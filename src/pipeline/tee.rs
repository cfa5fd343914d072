//! Tee element
//!
//! Fans one input out to two src pads. Both outputs share the input's payload,
//! so they are tagged [`Ownership::Shared`](super::Ownership::Shared).

use crate::error::Result;

use super::element::{BufferMessage, Element, ElementConfig, PadOutput};

/// Duplicates every buffer onto `src_0` and `src_1`
#[derive(Debug)]
pub struct Tee {
    name: String,
    forwarded: u64,
}

impl Tee {
    /// Create a tee
    pub fn new(name: impl Into<String>) -> Self {
        Self {
            name: name.into(),
            forwarded: 0,
        }
    }

    /// Number of input buffers fanned out
    pub fn forwarded(&self) -> u64 {
        self.forwarded
    }
}

impl Element for Tee {
    fn name(&self) -> &str {
        &self.name
    }

    fn sink_pads(&self) -> &[&'static str] {
        &["sink"]
    }

    fn src_pads(&self) -> &[&'static str] {
        &["src_0", "src_1"]
    }

    fn init(&mut self, _config: &ElementConfig) -> Result<()> {
        Ok(())
    }

    fn process_chain(&mut self, _pad: &str, message: BufferMessage, out: &mut PadOutput) -> Result<()> {
        out.push("src_0", BufferMessage::shared(message.buffer.clone()));
        out.push("src_1", BufferMessage::shared(message.buffer));
        self.forwarded += 1;
        Ok(())
    }
}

━━━━━━━━━━━━━━━━━━━━

=== Exercise aim ===
Go through the lines above and copy any that contain "forwarded".

=== Your response ===
    forwarded: u64,
            forwarded: 0,
    pub fn forwarded(&self) -> u64 {
        self.forwarded
        self.forwarded += 1;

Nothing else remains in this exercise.